The task: Your task is to reproduce exactly the lines from the line with "procedure address for" through the end of the records below.

Material to process:
———

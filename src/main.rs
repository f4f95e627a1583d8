//! `fsim` reads a script of filesystem commands, one per line, and applies
//! them to a simulated 128-block virtual disk. See the command table for
//! the accepted letters; everything else about argument handling lives in
//! [`script`].

mod script;

use fs_core::engine::LsEntry;
use fs_core::op::{self, Record};
use fs_core::Session;
use std::env;
use std::fs::File;
use std::io::{self, BufRead};
use std::process::exit;

fn main() {
    let mut args = env::args_os();
    let _bin = args.next();
    let Some(script_path) = args.next() else {
        exit(1);
    };

    let file = match File::open(&script_path) {
        Ok(f) => f,
        Err(_) => exit(1),
    };
    let script_display = script_path.to_string_lossy().into_owned();

    let mut session = Session::new();
    let mut reader = io::BufReader::new(file);
    let mut line_num = 0usize;
    let mut buf = Vec::new();
    loop {
        buf.clear();
        let read = reader.read_until(b'\n', &mut buf).unwrap_or(0);
        if read == 0 {
            break;
        }
        line_num += 1;
        if buf.last() == Some(&b'\n') {
            buf.pop();
        }
        if buf.last() == Some(&b'\r') {
            buf.pop();
        }

        match script::parse_line(&buf) {
            Err(_) => {
                eprintln!("Command Error: {script_display}, {line_num}");
            }
            Ok(operation) => match op::dispatch(&mut session, operation) {
                Ok(Record::None) => {}
                Ok(Record::Listing(entries)) => print_listing(&entries),
                Err(e) => eprintln!("{e}"),
            },
        }
    }
}

fn print_listing(entries: &[LsEntry]) {
    for entry in entries {
        match entry {
            LsEntry::CurrentDir { children } => println!("{:<5} {:>3}", ".", children),
            LsEntry::ParentDir { children } => println!("{:<5} {:>3}", "..", children),
            LsEntry::Subdir { name, children } => {
                println!("{:<5} {:>3}", fs_core::engine::display_name(name), children)
            }
            LsEntry::File { name, size_blocks } => println!(
                "{:<5} {:>3} KB",
                fs_core::engine::display_name(name),
                size_blocks
            ),
        }
    }
}
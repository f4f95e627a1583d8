//! Lookups over the decoded superblock: finding an entry by name within the
//! current directory, enumerating children, and the two reserved names `.`
//! and `..` that never correspond to a real inode slot.

use crate::layout::{Superblock, NAME_LEN, RESERVED_PARENT};

/// The padded, lowercase 5-byte form every name is normalized to before it
/// ever reaches the core. Front-end responsibility; the core only ever sees
/// this form.
pub type Name = [u8; NAME_LEN];

pub const DOT: Name = *b".\0\0\0\0";
pub const DOTDOT: Name = *b"..\0\0\0";

/// Returns the index of the used inode named `name` with `parent` as its
/// parent, if any.
pub fn lookup(sb: &Superblock, parent: u8, name: &Name) -> Option<usize> {
    sb.inodes
        .iter()
        .position(|inode| inode.is_used() && inode.parent_index() == parent && &inode.name == name)
}

/// Whether `name` is one of the two names that can never be created,
/// because they aren't real inodes.
pub fn is_reserved_name(name: &Name) -> bool {
    *name == DOT || *name == DOTDOT
}

/// All used-inode indices whose parent is `parent`, in ascending order.
pub fn children_of(sb: &Superblock, parent: u8) -> Vec<usize> {
    sb.inodes
        .iter()
        .enumerate()
        .filter(|(_, inode)| inode.is_used() && inode.parent_index() == parent)
        .map(|(i, _)| i)
        .collect()
}

/// Number of children `parent` has, plus the two synthetic `.`/`..`
/// entries every directory is considered to carry.
pub fn child_count(sb: &Superblock, parent: u8) -> usize {
    children_of(sb, parent).len() + 2
}

/// First unused inode slot, if any.
pub fn first_free_inode(sb: &Superblock) -> Option<usize> {
    sb.inodes.iter().position(|inode| !inode.is_used())
}

/// `dir_parent` may never literally be [`RESERVED_PARENT`] (126); it's not
/// a valid directory index and has no root-sentinel meaning either.
pub fn is_reserved_parent(parent: u8) -> bool {
    parent == RESERVED_PARENT
}
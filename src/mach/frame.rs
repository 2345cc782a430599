use super::Address;
use crate::lang::Block;

/// ## Control stack entry
///
/// Each open block owns exactly one frame. A closing bracket pops its
/// own frame and nothing else, except `}` which unwinds to the
/// nearest call.

#[derive(Debug, Clone, Copy, PartialEq, Eq)]
pub enum Frame {
    /// Body of a `[` whose condition held.
    If,
    /// Body of a `(` still iterating. `entry` is the first byte of the body.
    For { remaining: i64, entry: Address },
    /// A `procedure ?` in progress. `ret` follows the `?`.
    Call { ret: Address },
    /// A block being scanned over without running it.
    Disabled(Block),
    /// A string literal; `mark` is the value stack length at its `"`.
    Literal { mark: usize },
}

impl Frame {
    pub fn block(&self) -> Option<Block> {
        match self {
            Frame::If => Some(Block::If),
            Frame::For { .. } => Some(Block::For),
            Frame::Call { .. } => Some(Block::Proc),
            Frame::Disabled(block) => Some(*block),
            Frame::Literal { .. } => None,
        }
    }
}

impl std::fmt::Display for Frame {
    fn fmt(&self, f: &mut std::fmt::Formatter) -> std::fmt::Result {
        match self.block() {
            Some(block) => write!(f, "'{}'", block),
            None => write!(f, "\"\""),
        }
    }
}
/// ## The three bracket pairs

#[derive(Debug, PartialEq, Eq, Clone, Copy)]
pub enum Block {
    /// `[ ... ]` runs the body when the popped condition is nonzero.
    If,
    /// `( ... )` counted loop that the body may cut short.
    For,
    /// `{ ... }` procedure body, pushed as an address instead of run.
    Proc,
}

impl Block {
    pub fn open(&self) -> u8 {
        match self {
            Block::If => b'[',
            Block::For => b'(',
            Block::Proc => b'{',
        }
    }

    pub fn close(&self) -> u8 {
        match self {
            Block::If => b']',
            Block::For => b')',
            Block::Proc => b'}',
        }
    }
}

impl std::fmt::Display for Block {
    fn fmt(&self, f: &mut std::fmt::Formatter) -> std::fmt::Result {
        write!(f, "{}{}", self.open() as char, self.close() as char)
    }
}

/// ## Instructions that only touch the value stack, memory or the console

#[derive(Debug, PartialEq, Eq, Clone, Copy)]
pub enum Operator {
    Add,
    Subtract,
    Multiply,
    Divide,
    Modulus,
    Power,
    Greater,
    Less,
    Equal,
    And,
    Or,
    Xor,
    Complement,
    Not,
    Drop,
    Duplicate,
    Swap,
    Over,
    Rotate,
    Read,
    Write,
    Getc,
    Putc,
}

impl std::fmt::Display for Operator {
    fn fmt(&self, f: &mut std::fmt::Formatter) -> std::fmt::Result {
        use Operator::*;
        let ch = match self {
            Add => '+',
            Subtract => '-',
            Multiply => '*',
            Divide => '/',
            Modulus => '%',
            Power => '`',
            Greater => '>',
            Less => '<',
            Equal => '=',
            And => '&',
            Or => '|',
            Xor => '^',
            Complement => '~',
            Not => '!',
            Drop => '.',
            Duplicate => ':',
            Swap => '\'',
            Over => ';',
            Rotate => ',',
            Read => '@',
            Write => '$',
            Getc => '_',
            Putc => '#',
        };
        write!(f, "{}", ch)
    }
}

/// ## One decoded byte as seen by normal dispatch

#[derive(Debug, PartialEq, Eq, Clone, Copy)]
pub enum Token {
    Digit(u8),
    Quote,
    Backslash,
    Open(Block),
    Close(Block),
    Invoke,
    Operator(Operator),
    /// Space and every byte without a meaning.
    Ignored(u8),
}

impl Token {
    pub fn from_byte(byte: u8) -> Token {
        use Operator::*;
        match byte {
            b'0'..=b'9' => Token::Digit(byte - b'0'),
            b'"' => Token::Quote,
            b'\\' => Token::Backslash,
            b'[' => Token::Open(Block::If),
            b'(' => Token::Open(Block::For),
            b'{' => Token::Open(Block::Proc),
            b']' => Token::Close(Block::If),
            b')' => Token::Close(Block::For),
            b'}' => Token::Close(Block::Proc),
            b'?' => Token::Invoke,
            b'+' => Token::Operator(Add),
            b'-' => Token::Operator(Subtract),
            b'*' => Token::Operator(Multiply),
            b'/' => Token::Operator(Divide),
            b'%' => Token::Operator(Modulus),
            b'`' => Token::Operator(Power),
            b'>' => Token::Operator(Greater),
            b'<' => Token::Operator(Less),
            b'=' => Token::Operator(Equal),
            b'&' => Token::Operator(And),
            b'|' => Token::Operator(Or),
            b'^' => Token::Operator(Xor),
            b'~' => Token::Operator(Complement),
            b'!' => Token::Operator(Not),
            b'.' => Token::Operator(Drop),
            b':' => Token::Operator(Duplicate),
            b'\'' => Token::Operator(Swap),
            b';' => Token::Operator(Over),
            b',' => Token::Operator(Rotate),
            b'@' => Token::Operator(Read),
            b'$' => Token::Operator(Write),
            b'_' => Token::Operator(Getc),
            b'#' => Token::Operator(Putc),
            _ => Token::Ignored(byte),
        }
    }
}

impl std::fmt::Display for Token {
    fn fmt(&self, f: &mut std::fmt::Formatter) -> std::fmt::Result {
        use Token::*;
        match self {
            Digit(d) => write!(f, "{}", d),
            Quote => write!(f, "\""),
            Backslash => write!(f, "\\"),
            Open(b) => write!(f, "{}", b.open() as char),
            Close(b) => write!(f, "{}", b.close() as char),
            Invoke => write!(f, "?"),
            Operator(op) => write!(f, "{}", op),
            Ignored(byte) => write!(f, "{}", *byte as char),
        }
    }
}
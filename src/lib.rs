//! # ForWhile
//!
//! A terse, stack-based language whose program text, data and
//! bookkeeping share one sparse 64-bit address space. Programs may
//! rewrite themselves while they run.
//!
//! ```text
//! forwhile "1 2 +"
//! forwhile -f program.fw
//! ```
//!
//! The program text is loaded at address -1 and read downward. Numbers
//! push themselves, `"text"` pushes its bytes followed by its length,
//! `cond[ ... ]` runs conditionally, `n( ... )` loops at most `n` times
//! while the body leaves a nonzero flag, and `{ ... }` pushes a
//! procedure address for `?` to call.
//!
//! ```
//! use forwhile::mach::{Event, Runtime};
//!
//! let mut runtime = Runtime::default();
//! runtime.enter("3~~ 2 3'>");
//! assert_eq!(runtime.execute(1000), Event::Stopped);
//! assert_eq!(runtime.values(), [-3, 0]);
//! ```

pub mod lang;
pub mod mach;
/*!
# Rust Language Module

This Rust module classifies the bytes of a ForWhile program and
describes the errors a run can end with.

*/

#[macro_use]
mod error;
pub mod token;

pub use error::Error;
pub use error::ErrorCode;
pub use token::{Block, Operator, Token};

———

Solved exercise:
//! procedure address for `?` to call.
//!
//! ```
//! use forwhile::mach::{Event, Runtime};
//!
//! let mut runtime = Runtime::default();
//! runtime.enter("3~~ 2 3'>");
//! assert_eq!(runtime.execute(1000), Event::Stopped);
//! assert_eq!(runtime.values(), [-3, 0]);
//! ```

pub mod lang;
pub mod mach;
/*!
# Rust Language Module

This Rust module classifies the bytes of a ForWhile program and
describes the errors a run can end with.

*/

#[macro_use]
mod error;
pub mod token;

pub use error::Error;
pub use error::ErrorCode;
pub use token::{Block, Operator, Token};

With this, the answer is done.